The Future of Ethnic Neighborhoods

A pretty good article about recent Demographic trends from the NY Times. Again, it's important to note that this is not a snapshot of the city today, or even in 2010. This is survey data from 2005 - 2009, and has a sometimes very significant margin of error.

http://www.nytimes.com/interactive/2011/01/23/nyregion/20110123-nyc-ethnic-neighborhoods-map.html?ref=nyregion

One passage in the article that is very important, and kind of gets glossed over, is the following: American Community Survey data released last month revealed a striking metamorphosis during the last decade. Traditional ethnic enclaves sprawled amoeba-like into adjacent communities.

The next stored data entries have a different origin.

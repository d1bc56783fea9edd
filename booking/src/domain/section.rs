//! [`Section`] progression definitions.

use std::{collections::BTreeSet, fmt};

use common::define_kind;
use tracing as log;

define_kind! {
    #[doc = "Step of a booking form."]
    enum Section {
        #[doc = "Size & Duration."]
        Size = 1,

        #[doc = "Date & Time."]
        Datetime = 2,
    }
}

impl Section {
    /// Returns the human-readable title of this [`Section`].
    #[must_use]
    pub const fn title(self) -> &'static str {
        match self {
            Self::Size => "Size & Duration",
            Self::Datetime => "Date & Time",
        }
    }
}

/// Progress through an ordered list of form sections.
///
/// At most one section is expanded at a time, and completion of a section
/// may move the focus to the next one.
#[derive(Clone, Debug, Eq, PartialEq)]
pub struct Progress<S> {
    /// Sections in their display order.
    order: Vec<S>,

    /// Currently expanded section, if any.
    expanded: Option<S>,

    /// Completed sections.
    completed: BTreeSet<S>,
}

impl<S: Copy + Ord + fmt::Debug> Progress<S> {
    /// Creates a new [`Progress`] over the provided sections `order`, with the
    /// first section expanded and nothing completed.
    ///
    /// Duplicated sections are kept in their first position only.
    #[must_use]
    pub fn new(order: impl IntoIterator<Item = S>) -> Self {
        let mut order = order.into_iter().collect::<Vec<_>>();
        let mut seen = BTreeSet::new();
        order.retain(|s| seen.insert(*s));
        Self {
            expanded: order.first().copied(),
            order,
            completed: BTreeSet::new(),
        }
    }

    /// Returns the sections in their display order.
    #[must_use]
    pub fn order(&self) -> &[S] {
        &self.order
    }

    /// Returns the currently expanded section, if any.
    #[must_use]
    pub fn expanded(&self) -> Option<S> {
        self.expanded
    }

    /// Indicates whether the provided `section` is expanded.
    #[must_use]
    pub fn is_expanded(&self, section: S) -> bool {
        self.expanded == Some(section)
    }

    /// Indicates whether the provided `section` is completed.
    #[must_use]
    pub fn is_completed(&self, section: S) -> bool {
        self.completed.contains(&section)
    }

    /// Indicates whether every section is completed.
    #[must_use]
    pub fn all_completed(&self) -> bool {
        self.order.iter().all(|s| self.completed.contains(s))
    }

    /// Expands the provided `section`, collapsing any other one.
    pub fn expand(&mut self, section: S) {
        if self.check(section) {
            self.expanded = Some(section);
        }
    }

    /// Collapses the provided `section`, if it's the expanded one.
    pub fn collapse(&mut self, section: S) {
        if self.is_expanded(section) {
            self.expanded = None;
        }
    }

    /// Expands the provided `section` if it's collapsed, or collapses it
    /// otherwise.
    pub fn toggle(&mut self, section: S) {
        if self.is_expanded(section) {
            self.collapse(section);
        } else {
            self.expand(section);
        }
    }

    /// Marks the provided `section` as completed.
    ///
    /// With `auto_advance`, the section following it gets expanded, or
    /// everything is collapsed if it's the last one.
    pub fn mark_complete(&mut self, section: S, auto_advance: bool) {
        let Some(pos) = self.position(section) else {
            return;
        };
        _ = self.completed.insert(section);
        if auto_advance {
            self.expanded = self.order.get(pos + 1).copied();
        }
    }

    /// Marks the provided `section` as not completed, keeping the focus as is.
    pub fn mark_incomplete(&mut self, section: S) {
        _ = self.completed.remove(&section);
    }

    /// Returns this [`Progress`] to its initial state.
    pub fn reset(&mut self) {
        self.expanded = self.order.first().copied();
        self.completed.clear();
    }

    /// Returns position of the provided `section` in the order.
    fn position(&self, section: S) -> Option<usize> {
        let pos = self.order.iter().position(|s| *s == section);
        if pos.is_none() {
            log::debug!("ignoring unknown section {section:?}");
        }
        pos
    }

    /// Checks whether the provided `section` is a known one.
    fn check(&self, section: S) -> bool {
        self.position(section).is_some()
    }
}

impl Default for Progress<Section> {
    fn default() -> Self {
        Self::new(Section::ALL.iter().copied())
    }
}
use std::borrow::Cow;

/// Normalize a bind/listen address.
///
/// Config files commonly use the shorthand `":PORT"` to mean "bind on all
/// interfaces". Rust's `SocketAddr` parsing and Tokio bind APIs do not accept
/// `":PORT"`, so we normalize it to `"0.0.0.0:PORT"`.
pub fn normalize_bind_addr(addr: &str) -> Cow<'_, str> {
    let addr = addr.trim();
    if addr.starts_with(':') {
        Cow::Owned(format!("0.0.0.0{addr}"))
    } else {
        Cow::Borrowed(addr)
    }
}

/// Splits `host:port` (or `[v6]:port`) into its parts. Brackets are stripped from the host.
pub fn split_host_port(addr: &str) -> Option<(&str, u16)> {
    let addr = addr.trim();
    let (host, port) = addr.rsplit_once(':')?;
    let port = port.parse::<u16>().ok()?;
    let host = host
        .strip_prefix('[')
        .and_then(|h| h.strip_suffix(']'))
        .unwrap_or(host);
    if host.is_empty() {
        return None;
    }
    Some((host, port))
}

/// Returns `addr` with its port replaced, keeping the host exactly as written.
pub fn with_port(addr: &str, port: u16) -> Option<String> {
    let (host, _) = split_host_port(addr)?;
    if host.contains(':') {
        Some(format!("[{host}]:{port}"))
    } else {
        Some(format!("{host}:{port}"))
    }
}

#[cfg(test)]
mod tests {
    use super::*;

    #[test]
    fn normalize_bind_addr_port_only() {
        assert_eq!(normalize_bind_addr(":8080").as_ref(), "0.0.0.0:8080");
        assert_eq!(normalize_bind_addr(" :7000 ").as_ref(), "0.0.0.0:7000");
    }

    #[test]
    fn normalize_bind_addr_passthrough() {
        assert_eq!(
            normalize_bind_addr("127.0.0.1:8080").as_ref(),
            "127.0.0.1:8080"
        );
        assert_eq!(normalize_bind_addr("[::]:8080").as_ref(), "[::]:8080");
    }

    #[test]
    fn split_host_port_forms() {
        assert_eq!(split_host_port("exposehost.me:1435"), Some(("exposehost.me", 1435)));
        assert_eq!(split_host_port("[::1]:80"), Some(("::1", 80)));
        assert_eq!(split_host_port(":80"), None);
        assert_eq!(split_host_port("nohost"), None);
        assert_eq!(split_host_port("host:notaport"), None);
    }

    #[test]
    fn with_port_keeps_host() {
        assert_eq!(with_port("127.0.0.1:1435", 1437).as_deref(), Some("127.0.0.1:1437"));
        assert_eq!(with_port("[::1]:1435", 1436).as_deref(), Some("[::1]:1436"));
        assert_eq!(with_port("bad", 1), None);
    }
}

This, in my opinion, is going to be the future of New York. We are very, very used to thinking of neighborhoods in ethnic terms - Bensonhurst is Italian, Bed-Stuy is African-American, Washington Heights is Dominican, and so on. We are also very used to thinking of ethnic change as neighborhood-based and total: Ozone Park was Italian, then became South Asian; Riverdale was Irish, then became Jewish; the Lower East Side was Jewish, then became Puerto Rican, then becamse hipster/yuppie. This process can be short (East New York turned over from Jewish to African-American in about 2 years), or long (the turnover of the West and South Village from Italian to Yuppie took almost half a century), but it always ends the same - one group moves in, displacing the other.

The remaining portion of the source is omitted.